On top of that, even naive adjustments off the top of my head could be made. For example, given we have the technology to build a machine with identical mental characteristics to a human, we would also have the requisite knowledge to, say expand that machine's working memory by 1%. Or to create the machine with swappable sensory organs so it can directly absorb lots of different types of data.

Further, these machines that have the same cognitive capacity as we do, won't have the same physical limitations. For example, they won't have to eat to get their energy, and it's likely they won't have to sleep.

I find a lot of other things likely, for example that they will actually think faster or be able to install arbitrary parallel processors to increase their processing power, but that's conjecture, so let me not make a strong claim in that direction.
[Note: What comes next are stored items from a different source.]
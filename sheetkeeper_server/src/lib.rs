// sheetkeeper_server: campaign server, client, and console for sheetkeeper.
//
// Players connect over TCP, name themselves, claim one character in the
// campaign the server was started with, and view or edit that character's
// sheet. Character math and the wire envelope live in the leaf crates
// (`sheetkeeper_sheet`, `sheetkeeper_protocol`); this crate owns everything
// with state or sockets.
//
// Module overview:
// - `store.rs`:   File-backed campaign store. Character records and the
//                 player → character assignment table, guarded by a
//                 metadata lock and per-character locks.
// - `session.rs`: Per-connection protocol state machine. Pure message in,
//                 messages out; all persistence goes through the store.
// - `server.rs`:  TCP listener and one worker thread per connection, each
//                 driving its own `Session`.
// - `client.rs`:  Blocking request/reply client.
// - `console.rs`: Interactive console on top of the client.
// - `error.rs`:   Store, session, and startup error types.
//
// The server can run as the `sheetkeeper` binary (`main.rs`) or be embedded
// via `start_server`, which is how the integration tests use it.

pub mod client;
pub mod console;
pub mod error;
pub mod server;
pub mod session;
pub mod store;

pub use client::{CampaignClient, ClientError};
pub use console::Console;
pub use error::{SessionError, StartError, StoreError};
pub use server::{ServerConfig, ServerHandle, start_server};
pub use session::{Session, SessionState};
pub use store::CampaignStore;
What I am comfortable making a strong claim about is that if we have these higher-than-average-human-intelligence machines, who are slightly better in a couple specific ways, then we will also have the ability to emulate the hardware of the machine in software. Maybe that won't be true simultaneous with the machine being born, but it will be soon after at least.

In that case, that's where the foom happens. Imagine you, as you are, could spin up an unlimited number of copies of your own brain to work on all the various things you do. You have a software project and instead of working on it alone or trying to coordinate with other developers, you spin up 10 versions of yourself, and all of you hack away at the project with some of the best coordination ever seen (since you have identical brains and communication styles, and preferences, etc). Hell, spin up one to take care of bills and stuff while you're at it, so the others can focus on the task at hand.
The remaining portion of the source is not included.